The company has been struggling with glitches and bugs related to slipping software development – something which CEO Phil Libin admitted to following a scathing, but accurate, post by former TechCrunch writer Jason Kincaid. Since then, Evernote has been publicly working to address not only the problems themselves, but also the perception that the company’s software has become unreliable.
Evernote actually started rolling out fixes yesterday, with an update to its synchronization platform that’s now four times faster. At the time, the company said that refreshed mobile apps would arrive, too, as well as an API update.

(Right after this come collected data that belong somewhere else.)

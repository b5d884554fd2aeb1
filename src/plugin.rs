//! Host-facing thermometer plugin.
//!
//! The host dispatches named actions with a callback for each; this type
//! turns them into calls on the [`SensorSession`] and acknowledges every
//! recognised action with a keep-callback `NoResult`.

use std::fmt;
use std::str::FromStr;
use std::sync::Arc;

use serde::Serialize;
use tracing::{debug, warn};

use crate::callback::{CallbackContext, PluginResult};
use crate::error::BridgeError;
use crate::sensor::{
    Accuracy, Clock, Reading, SensorKind, SensorListener, SensorService, SensorSession,
    SensorStatus, SystemClock, TimerService,
};
use crate::Result;

/// Name the web-view side uses to address this plugin.
pub const SERVICE_NAME: &str = "Thermometer";

/// Actions the plugin understands.
#[derive(Debug, Clone, Copy, PartialEq, Eq)]
pub enum Action {
    Start,
    Stop,
}

impl FromStr for Action {
    type Err = BridgeError;

    fn from_str(s: &str) -> std::result::Result<Self, Self::Err> {
        match s {
            "start" => Ok(Action::Start),
            "stop" => Ok(Action::Stop),
            other => Err(BridgeError::UnsupportedAction(other.to_string())),
        }
    }
}

impl fmt::Display for Action {
    fn fmt(&self, f: &mut fmt::Formatter<'_>) -> fmt::Result {
        match self {
            Action::Start => f.write_str("start"),
            Action::Stop => f.write_str("stop"),
        }
    }
}

/// Point-in-time view of the session for status queries.
#[derive(Debug, Clone, PartialEq, Serialize)]
pub struct PluginSnapshot {
    pub status: SensorStatus,
    pub status_code: i32,
    pub accuracy: Accuracy,
    #[serde(skip_serializing_if = "Option::is_none")]
    pub last_reading: Option<Reading>,
}

/// The thermometer plugin as registered with the host.
pub struct ThermometerPlugin<S, T, C = SystemClock> {
    session: SensorSession<S, T, C>,
}

impl<S, T, C> ThermometerPlugin<S, T, C>
where
    S: SensorService,
    T: TimerService,
    C: Clock,
{
    pub fn new(session: SensorSession<S, T, C>) -> Self {
        Self { session }
    }

    /// Run `action` on behalf of `callback`.
    ///
    /// Unknown actions are rejected without sending anything to the caller.
    pub fn execute(&mut self, action: &str, callback: Arc<dyn CallbackContext>) -> Result<Action> {
        let action: Action = match action.parse() {
            Ok(action) => action,
            Err(e) => {
                warn!(error = %e, "rejecting plugin action");
                return Err(e);
            }
        };
        debug!(%action, callback = %callback.id(), "executing plugin action");

        match action {
            Action::Start => self.session.start(Arc::clone(&callback)),
            Action::Stop => self.session.stop(),
        }

        callback.send(PluginResult::no_result());
        Ok(action)
    }

    /// The embedding view navigated or reloaded.
    pub fn on_reset(&mut self) {
        self.session.on_host_reset();
    }

    /// The host is tearing the plugin down.
    pub fn on_destroy(&mut self) {
        self.session.on_host_destroy();
    }

    pub fn snapshot(&self) -> PluginSnapshot {
        let status = self.session.status();
        PluginSnapshot {
            status,
            status_code: status.code(),
            accuracy: self.session.accuracy(),
            last_reading: self.session.last_reading(),
        }
    }

    pub fn session(&self) -> &SensorSession<S, T, C> {
        &self.session
    }

    pub fn session_mut(&mut self) -> &mut SensorSession<S, T, C> {
        &mut self.session
    }
}

impl<S, T, C> SensorListener for ThermometerPlugin<S, T, C>
where
    S: SensorService,
    T: TimerService,
    C: Clock,
{
    fn on_accuracy_changed(&mut self, kind: SensorKind, accuracy: Accuracy) {
        self.session.on_accuracy_changed(kind, accuracy);
    }

    fn on_reading_changed(&mut self, kind: SensorKind, value: f32, platform_timestamp: u64) {
        self.session.on_reading_changed(kind, value, platform_timestamp);
    }
}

The iOS apps arriving today seem to be taking advantage of the backend improvements, and now include a “sync status” feature that tells you how recently items have been synced. You can also choose to have this button displayed below the Settings gear, for easier viewing, says the company in a blog post detailing the new apps’ feature set.
The apps are also promised to be faster and more responsive, as you navigate and make changes. Business card scanning has been improved so you can quickly add scanned cards to your device’s contacts – handy, since LinkedIn has practically abandoned its CardMunch acquisition while focused more heavily on its newer Contacts app. (CardMunch on iOS hasn’t been updated since 2011, and we’ve been hearing rumors of its forthcoming demise).
However, after the upgrade, the most noticeable change you’ll see upon first launch of the new Evernote iOS app is the redesign. Users have been requesting the ability to better customize their Evernote experience, which the updated apps deliver via a new homescreen where you can now show or hide the sections (e.g. notes, tags, notebooks, places, etc.) you want to see, and rearrange their placement on the screen.
You can also turn on or off the ability to show the recently viewed items for your Notes, Notebooks, Shortcuts and Tags sections. And you can change the look-and-feel of the app, by choosing from one of three color themes: light, dark or Evernote’s classic green.
Meanwhile, Evernote’s “New Note” buttons are now at the top of the screen where they’re larger and more easier to tap.
Perhaps more importantly, Evernote promises that bugs have been stomped in this release, including the issue that was corrupting audio notes which Kincaid was often running into, as described in his post.
New apps are one of many improvements the company has in store, some of which – like its upgraded infrastructure – have only started to arrive over the last few weeks. As Libin recently explained, the original Evernote infrastructure was designed for a few thousand single-device users, but has had to scale over the years to support tens of millions and a range of devices. Of course, upgrading a service’s underpinning while continuing to support a large and growing number of users is no easy task – just ask Twitter.
But it can be done. Plus, though Evernote may have been buggy, it still has a significantly sized user base – and, apparently, a loyal one too. Instead of complaining about the glitches, people suffering, like Kincaid was, could have easily just switched apps. But instead, they’ve been voicing their concerns. That’s a good sign – after all, the opposite of love is not hate, it’s indifference.